* Problem to work on *
The listing beneath should be written out in full, exactly as shown.

*** Opening of Entries shown ***

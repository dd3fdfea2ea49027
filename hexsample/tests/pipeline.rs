use std::path::PathBuf;

use hexsample::export::ExportOutcome;
use hexsample::pipeline::{run, PipelineOutcome, Stage};
use hexsample::Config;
use hexutil::Timer;

const POINTS: &str = "\
pano_id,lon,lat,year
p1,52,75,2022
p2,60,80,2021
p3,125,73.2,2020
p4,130,70,2023.0
p5,300,300,2021
p6,,50,2021
p7,40,40,unknown
";

fn scratch_dir(name: &str) -> PathBuf {
    let dir = std::env::temp_dir().join(format!("hexsample_pipeline_{}", name));
    let _ = fs_err::remove_dir_all(&dir);
    fs_err::create_dir_all(&dir).unwrap();
    dir
}

fn rectangle(x1: f64, y1: f64, x2: f64, y2: f64) -> String {
    format!(
        r#"{{"type": "FeatureCollection", "features": [{{"type": "Feature", "properties": {{}},
            "geometry": {{"type": "Polygon", "coordinates": [[[{x1}, {y1}], [{x2}, {y1}], [{x2}, {y2}], [{x1}, {y2}], [{x1}, {y1}]]]}}}}]}}"#,
        x1 = x1,
        y1 = y1,
        x2 = x2,
        y2 = y2
    )
}

/// A 200m square in a local meter grid, with POINTS as the candidates
fn local_setup(name: &str) -> Config {
    let dir = scratch_dir(name);
    fs_err::write(dir.join("boundary.geojson"), rectangle(0.0, 0.0, 200.0, 200.0)).unwrap();
    fs_err::write(dir.join("points.csv"), POINTS).unwrap();
    Config {
        points_path: dir.join("points.csv").display().to_string(),
        boundary_path: dir.join("boundary.geojson").display().to_string(),
        boundary_frame: Some("LOCAL:site".to_string()),
        output_dir: dir.join("out").display().to_string(),
        points_frame: "LOCAL:site".to_string(),
        target_frame: "LOCAL:site".to_string(),
        ..Default::default()
    }
}

fn completed(outcome: PipelineOutcome) -> hexsample::pipeline::Report {
    match outcome {
        PipelineOutcome::Completed(report) => report,
        PipelineOutcome::NoResults(stage) => panic!("stopped early: {}", stage),
    }
}

#[test]
fn end_to_end_in_a_local_frame() {
    let config = local_setup("local");
    let report = completed(run(&config, &mut Timer::throwaway()).unwrap());

    assert_eq!(report.records, 7);
    assert_eq!(report.records_in_years, 5);
    assert_eq!(report.samples, 4);
    assert_eq!(report.samples_in_study_area, 3);
    assert_eq!(report.tiles, 27);
    assert_eq!(report.stats.occupied_tiles, 2);
    assert_eq!(report.kept, 2);

    match report.points_output {
        ExportOutcome::Primary(ref path) => {
            assert_eq!(path, &config.points_output_path());
            assert!(path.exists());
        }
        ref other => panic!("expected FlatGeobuf output, got {:?}", other),
    }

    assert_eq!(report.csv_output, config.csv_output_path().unwrap());
    assert!(report.csv_output.ends_with("panorama_id_2021-2023.csv"));
    let csv = fs_err::read_to_string(&report.csv_output).unwrap();
    assert_eq!(
        csv,
        "pano_id,lon,lat,year,coord_X_projected,coord_Y_projected\n\
         p1,52,75,2022,52,75\n\
         p4,130,70,2023,130,70\n"
    );
}

#[test]
fn geographic_inputs_are_projected() {
    let dir = scratch_dir("utm");
    fs_err::write(
        dir.join("boundary.geojson"),
        rectangle(-122.43, 37.77, -122.41, 37.78),
    )
    .unwrap();
    fs_err::write(
        dir.join("points.csv"),
        "pano_id,lon,lat,year\nsf,-122.4194,37.7749,2022\nfar,-122.0,37.0,2022\n",
    )
    .unwrap();
    let config = Config {
        points_path: dir.join("points.csv").display().to_string(),
        boundary_path: dir.join("boundary.geojson").display().to_string(),
        output_dir: dir.join("out").display().to_string(),
        ..Default::default()
    };

    let report = completed(run(&config, &mut Timer::throwaway()).unwrap());
    assert_eq!(report.samples_in_study_area, 1);
    // Rows of hexagons overlap, so the one point may win more than one of them
    assert!(report.kept >= 1);
    assert_eq!(report.kept, report.stats.occupied_tiles);
    assert_eq!(report.stats.unmatched_samples, 0);
    let csv = fs_err::read_to_string(&report.csv_output).unwrap();
    assert_eq!(csv.lines().count(), 1 + report.kept);
    let row = csv.lines().nth(1).unwrap();
    let fields: Vec<&str> = row.split(',').collect();
    assert_eq!(&fields[0..4], &["sf", "-122.4194", "37.7749", "2022"]);
    let x: f64 = fields[4].parse().unwrap();
    let y: f64 = fields[5].parse().unwrap();
    assert!((x - 551_130.768).abs() < 0.01, "{}", x);
    assert!((y - 4_180_998.882).abs() < 0.01, "{}", y);
}

#[test]
fn empty_stages_stop_early() {
    let mut config = local_setup("empty_years");
    config.min_year = 1990;
    config.max_year = 1999;
    match run(&config, &mut Timer::throwaway()).unwrap() {
        PipelineOutcome::NoResults(stage) => assert_eq!(stage, Stage::YearFilter),
        other => panic!("expected no results, got {:?}", other),
    }
    assert!(!config.csv_output_path().unwrap().exists());

    let config = local_setup("outside");
    fs_err::write(
        &config.points_path,
        "pano_id,lon,lat,year\na,500,500,2021\nb,-10,0,2022\n",
    )
    .unwrap();
    match run(&config, &mut Timer::throwaway()).unwrap() {
        PipelineOutcome::NoResults(stage) => assert_eq!(stage, Stage::StudyArea),
        other => panic!("expected no results, got {:?}", other),
    }

    let config = local_setup("no_coordinates");
    fs_err::write(&config.points_path, "pano_id,lon,lat,year\na,,,2021\n").unwrap();
    match run(&config, &mut Timer::throwaway()).unwrap() {
        PipelineOutcome::NoResults(stage) => assert_eq!(stage, Stage::Coordinates),
        other => panic!("expected no results, got {:?}", other),
    }
}

#[test]
fn empty_study_area_stops_early() {
    let config = local_setup("empty_area");
    // Every vertex is on one line
    fs_err::write(
        &config.boundary_path,
        r#"{"type": "Polygon", "coordinates": [[[0, 0], [100, 0], [200, 0], [0, 0]]]}"#,
    )
    .unwrap();
    match run(&config, &mut Timer::throwaway()).unwrap() {
        PipelineOutcome::NoResults(stage) => assert_eq!(stage, Stage::EmptyStudyArea),
        other => panic!("expected no results, got {:?}", other),
    }
    assert!(!config.csv_output_path().unwrap().exists());
}

#[test]
fn fatal_inputs() {
    let mut config = local_setup("missing_points");
    config.points_path = "/definitely/not/here.csv".to_string();
    assert!(run(&config, &mut Timer::throwaway()).is_err());

    let mut config = local_setup("missing_column");
    config.year_column = "captured".to_string();
    assert!(run(&config, &mut Timer::throwaway()).is_err());

    let mut config = local_setup("bad_frame");
    config.target_frame = "EPSG:999999".to_string();
    assert!(run(&config, &mut Timer::throwaway()).is_err());

    // The points are in a frame that can't be related to the study area's
    let mut config = local_setup("mismatched_frames");
    config.points_frame = "EPSG:4326".to_string();
    assert!(run(&config, &mut Timer::throwaway()).is_err());
}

*** Close of Entries shown ***

* Exercise answer *
repository dd3fdfea2ea49027
filename hexsample/tests/pipeline.rs
use std::path::PathBuf;

use hexsample::export::ExportOutcome;
use hexsample::pipeline::{run, PipelineOutcome, Stage};
use hexsample::Config;
use hexutil::Timer;

const POINTS: &str = "\
pano_id,lon,lat,year
p1,52,75,2022
p2,60,80,2021
p3,125,73.2,2020
p4,130,70,2023.0
p5,300,300,2021
p6,,50,2021
p7,40,40,unknown
";

fn scratch_dir(name: &str) -> PathBuf {
    let dir = std::env::temp_dir().join(format!("hexsample_pipeline_{}", name));
    let _ = fs_err::remove_dir_all(&dir);
    fs_err::create_dir_all(&dir).unwrap();
    dir
}

fn rectangle(x1: f64, y1: f64, x2: f64, y2: f64) -> String {
    format!(
        r#"{{"type": "FeatureCollection", "features": [{{"type": "Feature", "properties": {{}},
            "geometry": {{"type": "Polygon", "coordinates": [[[{x1}, {y1}], [{x2}, {y1}], [{x2}, {y2}], [{x1}, {y2}], [{x1}, {y1}]]]}}}}]}}"#,
        x1 = x1,
        y1 = y1,
        x2 = x2,
        y2 = y2
    )
}

/// A 200m square in a local meter grid, with POINTS as the candidates
fn local_setup(name: &str) -> Config {
    let dir = scratch_dir(name);
    fs_err::write(dir.join("boundary.geojson"), rectangle(0.0, 0.0, 200.0, 200.0)).unwrap();
    fs_err::write(dir.join("points.csv"), POINTS).unwrap();
    Config {
        points_path: dir.join("points.csv").display().to_string(),
        boundary_path: dir.join("boundary.geojson").display().to_string(),
        boundary_frame: Some("LOCAL:site".to_string()),
        output_dir: dir.join("out").display().to_string(),
        points_frame: "LOCAL:site".to_string(),
        target_frame: "LOCAL:site".to_string(),
        ..Default::default()
    }
}

fn completed(outcome: PipelineOutcome) -> hexsample::pipeline::Report {
    match outcome {
        PipelineOutcome::Completed(report) => report,
        PipelineOutcome::NoResults(stage) => panic!("stopped early: {}", stage),
    }
}

#[test]
fn end_to_end_in_a_local_frame() {
    let config = local_setup("local");
    let report = completed(run(&config, &mut Timer::throwaway()).unwrap());

    assert_eq!(report.records, 7);
    assert_eq!(report.records_in_years, 5);
    assert_eq!(report.samples, 4);
    assert_eq!(report.samples_in_study_area, 3);
    assert_eq!(report.tiles, 27);
    assert_eq!(report.stats.occupied_tiles, 2);
    assert_eq!(report.kept, 2);

    match report.points_output {
        ExportOutcome::Primary(ref path) => {
            assert_eq!(path, &config.points_output_path());
            assert!(path.exists());
        }
        ref other => panic!("expected FlatGeobuf output, got {:?}", other),
    }

    assert_eq!(report.csv_output, config.csv_output_path().unwrap());
    assert!(report.csv_output.ends_with("panorama_id_2021-2023.csv"));
    let csv = fs_err::read_to_string(&report.csv_output).unwrap();
    assert_eq!(
        csv,
        "pano_id,lon,lat,year,coord_X_projected,coord_Y_projected\n\
         p1,52,75,2022,52,75\n\
         p4,130,70,2023,130,70\n"
    );
}

#[test]
fn geographic_inputs_are_projected() {
    let dir = scratch_dir("utm");
    fs_err::write(
        dir.join("boundary.geojson"),
        rectangle(-122.43, 37.77, -122.41, 37.78),
    )
    .unwrap();
    fs_err::write(
        dir.join("points.csv"),
        "pano_id,lon,lat,year\nsf,-122.4194,37.7749,2022\nfar,-122.0,37.0,2022\n",
    )
    .unwrap();
    let config = Config {
        points_path: dir.join("points.csv").display().to_string(),
        boundary_path: dir.join("boundary.geojson").display().to_string(),
        output_dir: dir.join("out").display().to_string(),
        ..Default::default()
    };

    let report = completed(run(&config, &mut Timer::throwaway()).unwrap());
    assert_eq!(report.samples_in_study_area, 1);
    // Rows of hexagons overlap, so the one point may win more than one of them
    assert!(report.kept >= 1);
    assert_eq!(report.kept, report.stats.occupied_tiles);
    assert_eq!(report.stats.unmatched_samples, 0);
    let csv = fs_err::read_to_string(&report.csv_output).unwrap();
    assert_eq!(csv.lines().count(), 1 + report.kept);
    let row = csv.lines().nth(1).unwrap();
    let fields: Vec<&str> = row.split(',').collect();
    assert_eq!(&fields[0..4], &["sf", "-122.4194", "37.7749", "2022"]);
    let x: f64 = fields[4].parse().unwrap();
    let y: f64 = fields[5].parse().unwrap();
    assert!((x - 551_130.768).abs() < 0.01, "{}", x);
    assert!((y - 4_180_998.882).abs() < 0.01, "{}", y);
}

#[test]
fn empty_stages_stop_early() {
    let mut config = local_setup("empty_years");
    config.min_year = 1990;
    config.max_year = 1999;
    match run(&config, &mut Timer::throwaway()).unwrap() {
        PipelineOutcome::NoResults(stage) => assert_eq!(stage, Stage::YearFilter),
        other => panic!("expected no results, got {:?}", other),
    }
    assert!(!config.csv_output_path().unwrap().exists());

    let config = local_setup("outside");
    fs_err::write(
        &config.points_path,
        "pano_id,lon,lat,year\na,500,500,2021\nb,-10,0,2022\n",
    )
    .unwrap();
    match run(&config, &mut Timer::throwaway()).unwrap() {
        PipelineOutcome::NoResults(stage) => assert_eq!(stage, Stage::StudyArea),
        other => panic!("expected no results, got {:?}", other),
    }

    let config = local_setup("no_coordinates");
    fs_err::write(&config.points_path, "pano_id,lon,lat,year\na,,,2021\n").unwrap();
    match run(&config, &mut Timer::throwaway()).unwrap() {
        PipelineOutcome::NoResults(stage) => assert_eq!(stage, Stage::Coordinates),
        other => panic!("expected no results, got {:?}", other),
    }
}

#[test]
fn empty_study_area_stops_early() {
    let config = local_setup("empty_area");
    // Every vertex is on one line
    fs_err::write(
        &config.boundary_path,
        r#"{"type": "Polygon", "coordinates": [[[0, 0], [100, 0], [200, 0], [0, 0]]]}"#,
    )
    .unwrap();
    match run(&config, &mut Timer::throwaway()).unwrap() {
        PipelineOutcome::NoResults(stage) => assert_eq!(stage, Stage::EmptyStudyArea),
        other => panic!("expected no results, got {:?}", other),
    }
    assert!(!config.csv_output_path().unwrap().exists());
}

#[test]
fn fatal_inputs() {
    let mut config = local_setup("missing_points");
    config.points_path = "/definitely/not/here.csv".to_string();
    assert!(run(&config, &mut Timer::throwaway()).is_err());

    let mut config = local_setup("missing_column");
    config.year_column = "captured".to_string();
    assert!(run(&config, &mut Timer::throwaway()).is_err());

    let mut config = local_setup("bad_frame");
    config.target_frame = "EPSG:999999".to_string();
    assert!(run(&config, &mut Timer::throwaway()).is_err());

    // The points are in a frame that can't be related to the study area's
    let mut config = local_setup("mismatched_frames");
    config.points_frame = "EPSG:4326".to_string();
    assert!(run(&config, &mut Timer::throwaway()).is_err());
}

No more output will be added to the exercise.